Mas Ancara avaliou cuidadosamente as vantagens de pôr-se como agente instigador de uma mudança de regime em Damasco. E parece ter chegado à conclusão de que os perigos que se criariam para sua própria integridade territorial ultrapassam em muito qualquer vantagem geopolítica que Washington possa prometer. Em palavras mais simples: não interessa à Turquia ser vista como ‘aliada’ de Israel nesse momento. E assim, desmoronam quaisquer esperanças que Israel acalentasse de começar a romper seu isolamento regional, reinventando um eixo Israel-Turquia, contra a Síria.
O que preocupa Ancara é que os desenvolvimentos na Síria parecem estar tomando rumo perigoso na direção de guerras religiosas, sem qualquer tipo de contenção possível, como as guerras religiosas que devastaram o Líbano nos anos 1980s – o que seria terrível, em país tão próximo da Turquia.

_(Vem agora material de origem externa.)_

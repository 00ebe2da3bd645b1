//! Heuristic evaluation functions for Chain Reaction positions
//!
//! All scores are from the perspective of `player`: positive values favor
//! `player`, negative values favor the opponent.

use std::fmt;
use std::str::FromStr;

use crate::board::{Board, Player, MAX_CRITICAL_MASS};

/// Named evaluation strategy used at search leaves.
#[derive(Debug, Clone, Copy, PartialEq, Eq, Hash, Default)]
pub enum Heuristic {
    /// Own orbs minus opponent orbs
    Difference,
    /// Orbs weighted toward corners and edges
    #[default]
    Weighted,
    /// Own cells touching the opponent minus opponent cells touching us
    Frontier,
    /// Own legal moves minus opponent legal moves
    Mobility,
    /// Cells close to exploding
    Imminent,
}

impl Heuristic {
    pub const ALL: [Heuristic; 5] = [
        Heuristic::Difference,
        Heuristic::Weighted,
        Heuristic::Frontier,
        Heuristic::Mobility,
        Heuristic::Imminent,
    ];

    /// Key used on the command line
    pub fn key(self) -> &'static str {
        match self {
            Heuristic::Difference => "difference",
            Heuristic::Weighted => "weighted",
            Heuristic::Frontier => "frontier",
            Heuristic::Mobility => "mobility",
            Heuristic::Imminent => "imminent",
        }
    }

    /// Score `board` for `player`
    #[inline]
    pub fn evaluate(self, board: &Board, player: Player) -> f64 {
        match self {
            Heuristic::Difference => orb_difference(board, player),
            Heuristic::Weighted => weighted_orbs(board, player),
            Heuristic::Frontier => frontier(board, player),
            Heuristic::Mobility => mobility(board, player),
            Heuristic::Imminent => imminent_explosions(board, player),
        }
    }
}

impl fmt::Display for Heuristic {
    fn fmt(&self, f: &mut fmt::Formatter<'_>) -> fmt::Result {
        f.write_str(self.key())
    }
}

/// Unknown heuristic key
#[derive(thiserror::Error, Debug, Clone, PartialEq, Eq)]
#[error("unknown heuristic '{0}' (expected difference, weighted, frontier, mobility or imminent)")]
pub struct ParseHeuristicError(String);

impl FromStr for Heuristic {
    type Err = ParseHeuristicError;

    fn from_str(s: &str) -> Result<Self, Self::Err> {
        Heuristic::ALL
            .into_iter()
            .find(|h| h.key().eq_ignore_ascii_case(s.trim()))
            .ok_or_else(|| ParseHeuristicError(s.to_string()))
    }
}

/// Evaluate the board from the perspective of the given player.
#[inline]
#[must_use]
pub fn evaluate(board: &Board, player: Player, heuristic: Heuristic) -> f64 {
    heuristic.evaluate(board, player)
}

/// Simple material balance
#[must_use]
pub fn orb_difference(board: &Board, player: Player) -> f64 {
    f64::from(board.score(player)) - f64::from(board.score(player.opponent()))
}

/// Material balance with safer cells weighted higher.
///
/// Weight is `MAX_CRITICAL_MASS + 1 - critical_mass`: corners 3, edges 2,
/// interior 1.
#[must_use]
pub fn weighted_orbs(board: &Board, player: Player) -> f64 {
    let mut score = 0i32;
    for (pos, cell) in board.cells() {
        let Some(owner) = cell.owner() else {
            continue;
        };
        let weight = i32::from(MAX_CRITICAL_MASS + 1 - pos.critical_mass());
        let value = i32::from(cell.count()) * weight;
        if owner == player {
            score += value;
        } else {
            score -= value;
        }
    }
    f64::from(score)
}

/// Net frontier advantage.
///
/// Every cell looks in all four directions; a cell counts once if any
/// neighbour belongs to the other color. The result is the number of
/// `player` frontier cells minus the opponent's.
///
/// This per-cell count is chosen deliberately over counting ordered pairs
/// of adjacent opposing cells, which cancel out to zero on every board.
#[must_use]
pub fn frontier(board: &Board, player: Player) -> f64 {
    let mut score = 0i32;
    for (pos, cell) in board.cells() {
        let Some(owner) = cell.owner() else {
            continue;
        };
        let contested = pos
            .neighbors()
            .any(|n| board.get(n).is_owned_by(owner.opponent()));
        if !contested {
            continue;
        }
        if owner == player {
            score += 1;
        } else {
            score -= 1;
        }
    }
    f64::from(score)
}

/// Legal move count versus the opponent's
#[must_use]
pub fn mobility(board: &Board, player: Player) -> f64 {
    board.legal_move_count(player) as f64 - board.legal_move_count(player.opponent()) as f64
}

/// Prefer own cells close to exploding, penalise the opponent's.
///
/// A cell needing `need` more orbs contributes `4 / need`.
#[must_use]
pub fn imminent_explosions(board: &Board, player: Player) -> f64 {
    let mut score = 0.0;
    for (pos, cell) in board.cells() {
        let Some(owner) = cell.owner() else {
            continue;
        };
        // Only a cycling board cut off mid-cascade can hold overloaded cells
        let need = pos.critical_mass().saturating_sub(cell.count()).max(1);
        let value = f64::from(MAX_CRITICAL_MASS) / f64::from(need);
        if owner == player {
            score += value;
        } else {
            score -= value;
        }
    }
    score
}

A sequência de eventos disparados pelo terrível assassinato de três famílias da tribo Alawi, mortos por extremistas salafitas na cidade de Homs, próxima da fronteira turca, é prova das consequências gravíssimas que adviriam de qualquer desvio incontrolado que aconteça nos movimentos democráticos na Síria – que, nos últimos meses, têm sido patrocinados por Ancara.
Uma onda de ressentimento anti-salafitas varre a Região, entre xiitas e alawitas. As paixões sectárias e religiosas ameaçam como vírus adormecido. Ancara é suficientemente sensível para saber que há extremistas salafitas, muitos dos quais ligados à al-Qaeda e veteranos calejados da guerra do Iraque, infiltrados nas manifestações de rua na Síria.
Se irromper na Síria uma guerra civil semelhante a que houve no Líbano, será apenas questão de tempo, e a Turquia também se incendiará. Os xiitas e alawitas na Turquia (cerca de 20% da população turca) envolver-se-ão instintivamente na guerra síria. Na sociedade turca, as tensões entre alawitas e salafitas são visíveis, bem à superfície.
Os grupos alawitas na Turquia formaram uma organização guarda-chuva conhecida como Fundação Alawi-Bektashi, que regularmente distribui manifestos para sensibilizar a comunidade mundial sobre alegadas “violações de direitos dos alawitas, casos de tratamento desigual e discriminatório” e “crimes de ódio” cometidos por salafitas associados à comunidade Fetullah Gulen.
O último desses manifestos alawitas, intitulado “A comunidade Gulen contra os alawitas” detalha que a comunidade Gulen de salafitas na Turquia está empenhada em “guerra negra de propaganda contra os alawitas”, acusados de ter “tomado o judiciário e o exército. Na Turquia há um secularismo sectário. Uma elite alawita governa como quer as massas sunitas”, e por aí vai.
Reação dos curdos
Mas o risco contra o qual a Turquia tem realmente de precaver-se é a quase inevitável reação dos curdos, cujos primeiros sinais começam a aparecer. O apoio da Turquia à oposição síria já expôs alguns sinais da proximidade entre os curdos e Damasco.
Se for empurrada para as cordas, Damasco pode retaliar contra a interferência turca, garantindo a cidadania síria aos colonos curdos que vivem no nordeste da Síria, sobretudo em Qamishli, o que sem dúvida será causa de graves dores de cabeça para Ancara, no longo prazo.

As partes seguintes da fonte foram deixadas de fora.